Marketing and the Familiarity Principle

Marketing and the Familiarity Principle: Another month, another blog post on consumer psychology and how understanding your customers at a subconscious level can help boost your marketing effectiveness. This month, we explore the familiarity principle – also sometimes known as the Mere Exposure Effect. {Tweet this}

Marketing and the Familiarity Principle - Rippleout Marketing UK

Marketing and the Familiarity Principle – My Dog in the Snow (see below!)

What is the Familiarity Principle?

In short, the familiarity principle is the tendency among human beings to develop a preference for things (be they people, products, ideas etc.) which they see more often. For instance, in relationships it tends to be the case that the more often we see someone, the more pleased we are to see that person and the more we like them – for instance a partner or child (although there are exceptions!).

Examples of the Familiarity Principle

The initial concept was first noticed by a man called Robert Zajonc, who noticed that when exposed to something new or unknown most animals exhibit a form of fear or avoidance – for instance, my dog was scared of the hoover the first time it came out, and he refused to leave the house when it snowed in his first winter with us. Many humans have a similar aversion to new styles of food for example, and I wonder if there’s anything in the popular ‘acquired taste’ refrain.
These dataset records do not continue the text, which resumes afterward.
//! Integer edge lattice.
//!
//! Once the position field has been relaxed, every undirected edge `a → b`
//! of the working mesh gets an integer translation `t ∈ Z²`, the offset of
//! `b`'s lattice origin from `a`'s in units of the local scale and in `a`'s
//! frame, together with the frame rotation `r` that maps `b`'s frame
//! coordinates into `a`'s. Everything the repair and extraction passes do is
//! integer arithmetic on this table.
//!
//! Reading an edge backwards (`b → a`) yields `(-r, -rot(-r) t)`; shifting
//! vertex `a` by `δ_a` and `b` by `δ_b` (in their own frames) changes the
//! translation to `t - δ_a + rot(r) δ_b`, which leaves every face loop sum
//! unchanged.

use nalgebra::{Vector2, Vector3};

use crate::mesh::{SurfaceMesh, INVALID};

use super::super::rosy::{compat_position_extrinsic_index_4, rotate90_by, LatticeSample, Rot4};
use super::super::singularity::EdgeTransitions;

/// One undirected edge of the lattice, stored in the direction of its
/// canonical directed edge.
#[derive(Debug, Clone, Copy, PartialEq, Eq)]
pub struct LatticeEdge {
    /// Canonical directed edge (the one without a twin, or the smaller index).
    pub dedge: usize,
    /// Source and destination vertex of the canonical direction.
    pub endpoints: [usize; 2],
    /// Rotation from destination frame to source frame.
    pub rotation: Rot4,
    /// Integer translation from source to destination, in the source frame.
    pub translation: Vector2<i32>,
}

/// Classification of a face's lattice image.
#[derive(Debug, Clone, Copy, PartialEq, Eq)]
pub enum FaceState {
    /// Zero lattice area within one cell: the face collapses.
    Degenerate,
    /// A positively oriented half cell: half of an output quad.
    HalfCell,
    /// Negative lattice area.
    Flipped,
    /// Spans more than one cell.
    Oversized,
    /// The translations do not close around the face.
    PositionSingular,
    /// Orientation-singular face whose vertices are not collapsed together.
    Unresolved,
}

impl FaceState {
    /// Whether the face is acceptable for extraction.
    #[inline]
    pub fn is_valid(self) -> bool {
        matches!(self, FaceState::Degenerate | FaceState::HalfCell)
    }
}

/// Integer translations and rotations for every edge of the working mesh.
#[derive(Debug, Clone, PartialEq)]
pub struct EdgeLattice {
    edges: Vec<LatticeEdge>,
    edge_of: Vec<usize>,
    incident: Vec<Vec<usize>>,
}

/// Lattice data of the working mesh vertices.
#[derive(Debug, Clone, Copy)]
pub struct VertexFrames<'a> {
    /// Vertex positions.
    pub positions: &'a [Vector3<f64>],
    /// Unit vertex normals.
    pub normals: &'a [Vector3<f64>],
    /// Orientation representatives.
    pub q: &'a [Vector3<f64>],
    /// Lattice origins.
    pub o: &'a [Vector3<f64>],
    /// Lattice spacing.
    pub scales: &'a [f64],
}

impl EdgeLattice {
    /// Build the lattice from a solved position field.
    pub fn build(mesh: &SurfaceMesh, frames: &VertexFrames, transitions: &EdgeTransitions) -> Self {
        let twins = mesh.twins();
        let mut edges = Vec::with_capacity(mesh.num_edges());
        let mut edge_of = vec![INVALID; mesh.num_dedges()];
        for e in 0..mesh.num_dedges() {
            let t = twins[e];
            if t != INVALID && t < e {
                continue;
            }
            let (a, b) = (mesh.dedge_from(e), mesh.dedge_to(e));
            let rotation = transitions.rotation(e);
            let q_b = rotate90_by(&frames.q[b], &frames.normals[b], -rotation.turns());
            let sample_a = LatticeSample {
                p: &frames.positions[a],
                n: &frames.normals[a],
                q: &frames.q[a],
                o: &frames.o[a],
                scale: frames.scales[a],
            };
            let sample_b = LatticeSample {
                p: &frames.positions[b],
                n: &frames.normals[b],
                q: &q_b,
                o: &frames.o[b],
                scale: frames.scales[b],
            };
            let (i0, i1) = compat_position_extrinsic_index_4(&sample_a, &sample_b);
            edge_of[e] = edges.len();
            if t != INVALID {
                edge_of[t] = edges.len();
            }
            edges.push(LatticeEdge {
                dedge: e,
                endpoints: [a, b],
                rotation,
                translation: i0 - i1,
            });
        }
        Self::from_edges(mesh.num_vertices(), edges, edge_of)
    }

    /// Assemble a lattice from explicit edges.
    pub(crate) fn from_edges(
        num_vertices: usize,
        edges: Vec<LatticeEdge>,
        edge_of: Vec<usize>,
    ) -> Self {
        let mut incident = vec![Vec::new(); num_vertices];
        for (i, edge) in edges.iter().enumerate() {
            incident[edge.endpoints[0]].push(i);
            incident[edge.endpoints[1]].push(i);
        }
        Self {
            edges,
            edge_of,
            incident,
        }
    }

    /// Number of undirected edges.
    #[inline]
    pub fn num_edges(&self) -> usize {
        self.edges.len()
    }

    /// All edges.
    #[inline]
    pub fn edges(&self) -> &[LatticeEdge] {
        &self.edges
    }

    /// Edge by index.
    #[inline]
    pub fn edge(&self, i: usize) -> &LatticeEdge {
        &self.edges[i]
    }

    /// Undirected edge index of a directed edge.
    #[inline]
    pub fn edge_index(&self, dedge: usize) -> usize {
        self.edge_of[dedge]
    }

    /// Edges incident to vertex `v`.
    #[inline]
    pub fn incident_edges(&self, v: usize) -> &[usize] {
        &self.incident[v]
    }

    /// Replace the translation of edge `i`.
    #[inline]
    pub fn set_translation(&mut self, i: usize, t: Vector2<i32>) {
        self.edges[i].translation = t;
    }

    /// Rotation and translation of a directed edge, in its source frame.
    pub fn directed(&self, dedge: usize) -> (Rot4, Vector2<i32>) {
        let edge = &self.edges[self.edge_of[dedge]];
        if edge.dedge == dedge {
            (edge.rotation, edge.translation)
        } else {
            reverse(edge.rotation, edge.translation)
        }
    }

    /// Like [`directed`](Self::directed), with the endpoints shifted by `delta`.
    pub fn directed_shifted<F>(
        &self,
        mesh: &SurfaceMesh,
        dedge: usize,
        delta: &F,
    ) -> (Rot4, Vector2<i32>)
    where
        F: Fn(usize) -> Vector2<i32>,
    {
        let (r, t) = self.directed(dedge);
        let (a, b) = (mesh.dedge_from(dedge), mesh.dedge_to(dedge));
        (r, t - delta(a) + r.apply_int(delta(b)))
    }

    /// Rotation-aware sum of translations around face `f`, in the frame of
    /// its first corner. Zero for a face whose translations close.
    pub fn face_loop(&self, f: usize) -> Vector2<i32> {
        let mut frame = Rot4::IDENTITY;
        let mut sum = Vector2::zeros();
        for k in 0..3 {
            let (r, t) = self.directed(3 * f + k);
            sum += frame.apply_int(t);
            frame = frame + r;
        }
        sum
    }

    /// Shift the lattice origin of vertex `v` by `delta` cells in its frame.
    pub fn shift_vertex(&mut self, v: usize, delta: Vector2<i32>) {
        for &i in &self.incident[v] {
            let edge = &mut self.edges[i];
            if edge.endpoints[0] == v {
                edge.translation -= delta;
            }
            if edge.endpoints[1] == v {
                edge.translation += edge.rotation.apply_int(delta);
            }
        }
    }

    /// Classify face `f`.
    pub fn face_state(
        &self,
        mesh: &SurfaceMesh,
        f: usize,
        orientation_singular: bool,
    ) -> FaceState {
        self.face_state_shifted(mesh, f, orientation_singular, &|_| Vector2::zeros())
    }

    /// Classify face `f` as if its vertices were shifted by `delta`.
    pub fn face_state_shifted<F>(
        &self,
        mesh: &SurfaceMesh,
        f: usize,
        orientation_singular: bool,
        delta: &F,
    ) -> FaceState
    where
        F: Fn(usize) -> Vector2<i32>,
    {
        let d: [(Rot4, Vector2<i32>); 3] =
            [0, 1, 2].map(|k| self.directed_shifted(mesh, 3 * f + k, delta));
        if orientation_singular {
            return if d.iter().all(|(_, t)| *t == Vector2::zeros()) {
                FaceState::Degenerate
            } else {
                FaceState::Unresolved
            };
        }

        let closing = d[0].1 + d[0].0.apply_int(d[1].1) + (d[0].0 + d[1].0).apply_int(d[2].1);
        if closing != Vector2::zeros() {
            return FaceState::PositionSingular;
        }

        let u1 = d[0].1;
        let (_, u2) = reverse(d[2].0, d[2].1);
        let area2 = u1.x * u2.y - u1.y * u2.x;
        let within = |v: Vector2<i32>| v.x.abs() <= 1 && v.y.abs() <= 1;
        if area2 < 0 {
            FaceState::Flipped
        } else if area2 > 1 || !within(u1) || !within(u2) || !within(u2 - u1) {
            FaceState::Oversized
        } else if area2 == 0 {
            FaceState::Degenerate
        } else {
            FaceState::HalfCell
        }
    }

    /// Lattice coordinates of the three corners of face `f` in the frame of
    /// its first corner: `[0, u1, u2]`.
    pub fn face_corners(&self, f: usize) -> [Vector2<i32>; 3] {
        let (_, u1) = self.directed(3 * f);
        let (r2, t2) = self.directed(3 * f + 2);
        let (_, u2) = reverse(r2, t2);
        [Vector2::zeros(), u1, u2]
    }

    /// Number of faces that are not valid for extraction.
    pub fn count_invalid(&self, mesh: &SurfaceMesh, orientation_singular: &[bool]) -> usize {
        (0..mesh.num_faces())
            .filter(|&f| !self.face_state(mesh, f, orientation_singular[f]).is_valid())
            .count()
    }
}

/// Read an edge `(r, t)` in the opposite direction.
#[inline]
pub(crate) fn reverse(r: Rot4, t: Vector2<i32>) -> (Rot4, Vector2<i32>) {
    (-r, -(-r).apply_int(t))
}

/// Length of a translation in the L∞ norm.
#[inline]
pub(crate) fn linf(t: Vector2<i32>) -> i32 {
    t.x.abs().max(t.y.abs())
}

#[cfg(test)]
pub(crate) mod tests {
    use super::*;
    use crate::mesh::build_surface;
    use nalgebra::Point3;

    /// A unit right triangle split from a square: `0 → 1 → 2` with
    /// translations `(1,0)`, `(0,1)`, `(-1,-1)`.
    pub(crate) fn half_cell() -> (SurfaceMesh, EdgeLattice) {
        let mesh = build_surface(
            &[
                Point3::new(0.0, 0.0, 0.0),
                Point3::new(1.0, 0.0, 0.0),
                Point3::new(1.0, 1.0, 0.0),
            ],
            &[[0, 1, 2]],
        )
        .unwrap();
        let translations = [Vector2::new(1, 0), Vector2::new(0, 1), Vector2::new(-1, -1)];
        let edges = (0..3)
            .map(|e| LatticeEdge {
                dedge: e,
                endpoints: [mesh.dedge_from(e), mesh.dedge_to(e)],
                rotation: Rot4::IDENTITY,
                translation: translations[e],
            })
            .collect();
        let lattice = EdgeLattice::from_edges(3, edges, vec![0, 1, 2]);
        (mesh, lattice)
    }

    /// The ideal lattice of a unit-spaced `n × n` grid: every translation is
    /// the integer offset between its endpoints.
    pub(crate) fn grid_lattice(n: usize) -> (SurfaceMesh, EdgeLattice) {
        let mesh = crate::mesh::primitives::grid(n, n, n as f64, n as f64).unwrap();
        let twins = mesh.twins();
        let mut edges = Vec::new();
        let mut edge_of = vec![INVALID; mesh.num_dedges()];
        for e in 0..mesh.num_dedges() {
            let t = twins[e];
            if t != INVALID && t < e {
                continue;
            }
            let (a, b) = (mesh.dedge_from(e), mesh.dedge_to(e));
            let d = mesh.positions()[b] - mesh.positions()[a];
            edge_of[e] = edges.len();
            if t != INVALID {
                edge_of[t] = edges.len();
            }
            edges.push(LatticeEdge {
                dedge: e,
                endpoints: [a, b],
                rotation: Rot4::IDENTITY,
                translation: Vector2::new(d.x.round() as i32, d.y.round() as i32),
            });
        }
        let lattice = EdgeLattice::from_edges(mesh.num_vertices(), edges, edge_of);
        (mesh, lattice)
    }

    #[test]
    fn test_grid_lattice_is_valid() {
        let (mesh, lattice) = grid_lattice(3);
        let singular = vec![false; mesh.num_faces()];
        assert_eq!(lattice.count_invalid(&mesh, &singular), 0);
        for f in 0..mesh.num_faces() {
            assert_eq!(lattice.face_state(&mesh, f, false), FaceState::HalfCell);
        }
    }

    #[test]
    fn test_reverse_is_involution() {
        for k in 0..4 {
            let r = Rot4::new(k);
            let t = Vector2::new(2, -1);
            let (r2, t2) = reverse(r, t);
            assert_eq!(reverse(r2, t2), (r, t));
        }
    }

    #[test]
    fn test_half_cell_is_valid() {
        let (mesh, lattice) = half_cell();
        assert_eq!(lattice.face_loop(0), Vector2::zeros());
        assert_eq!(lattice.face_state(&mesh, 0, false), FaceState::HalfCell);
        assert_eq!(
            lattice.face_corners(0),
            [Vector2::zeros(), Vector2::new(1, 0), Vector2::new(1, 1)]
        );
    }

    #[test]
    fn test_shift_preserves_loop_and_changes_state() {
        let (mesh, mut lattice) = half_cell();
        lattice.shift_vertex(2, Vector2::new(0, 1));
        assert_eq!(lattice.face_loop(0), Vector2::zeros());
        assert_eq!(lattice.face_state(&mesh, 0, false), FaceState::Oversized);

        lattice.shift_vertex(2, Vector2::new(0, -3));
        assert_eq!(lattice.face_state(&mesh, 0, false), FaceState::Flipped);

        lattice.shift_vertex(2, Vector2::new(-1, 1));
        assert_eq!(lattice.face_state(&mesh, 0, false), FaceState::Degenerate);
    }

    #[test]
    fn test_shifted_view_matches_shift() {
        let (mesh, lattice) = half_cell();
        let delta = |v: usize| if v == 1 { Vector2::new(0, 1) } else { Vector2::zeros() };
        let viewed = lattice.face_state_shifted(&mesh, 0, false, &delta);
        let mut shifted = lattice.clone();
        shifted.shift_vertex(1, Vector2::new(0, 1));
        assert_eq!(viewed, shifted.face_state(&mesh, 0, false));
    }

    #[test]
    fn test_position_singular_face() {
        let (mesh, mut lattice) = half_cell();
        lattice.set_translation(0, Vector2::new(2, 0));
        assert_eq!(lattice.face_loop(0), Vector2::new(1, 0));
        assert_eq!(lattice.face_state(&mesh, 0, false), FaceState::PositionSingular);
        assert_eq!(lattice.face_state(&mesh, 0, true), FaceState::Unresolved);
    }

    #[test]
    fn test_rotated_edges_close() {
        // Vertex 1's frame is rotated a quarter turn relative to vertex 0's.
        let (mesh, _) = half_cell();
        let r = Rot4::new(1);
        // t01 in frame 0; t12 in frame 1 = rot(-1) applied to (0,1) in frame 0.
        let t12 = (-r).apply_int(Vector2::new(0, 1));
        // Edge 2 -> 0 lives in frame 2 == frame 1; rotation back to frame 0 is -r.
        let t20 = (-r).apply_int(Vector2::new(-1, -1));
        let edges = vec![
            LatticeEdge {
                dedge: 0,
                endpoints: [0, 1],
                rotation: r,
                translation: Vector2::new(1, 0),
            },
            LatticeEdge {
                dedge: 1,
                endpoints: [1, 2],
                rotation: Rot4::IDENTITY,
                translation: t12,
            },
            LatticeEdge {
                dedge: 2,
                endpoints: [2, 0],
                rotation: -r,
                translation: t20,
            },
        ];
        let lattice = EdgeLattice::from_edges(3, edges, vec![0, 1, 2]);
        assert_eq!(lattice.face_loop(0), Vector2::zeros());
        assert_eq!(lattice.face_state(&mesh, 0, false), FaceState::HalfCell);
    }
}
This is probably an evolutionary development – after all, things which are new or unknown may very well be predators. If this is confirmed, it can be a very hard thing to shake off. For example, I ‘hoovered’ my dog, and to this day he barks at the Dyson when it comes out – although he does settle down quickly, having established that he’s ‘safe’ on his bed in the kitchen. He occasionally pokes his head round the door, and I’ve seen him inspecting the appliance when turned off.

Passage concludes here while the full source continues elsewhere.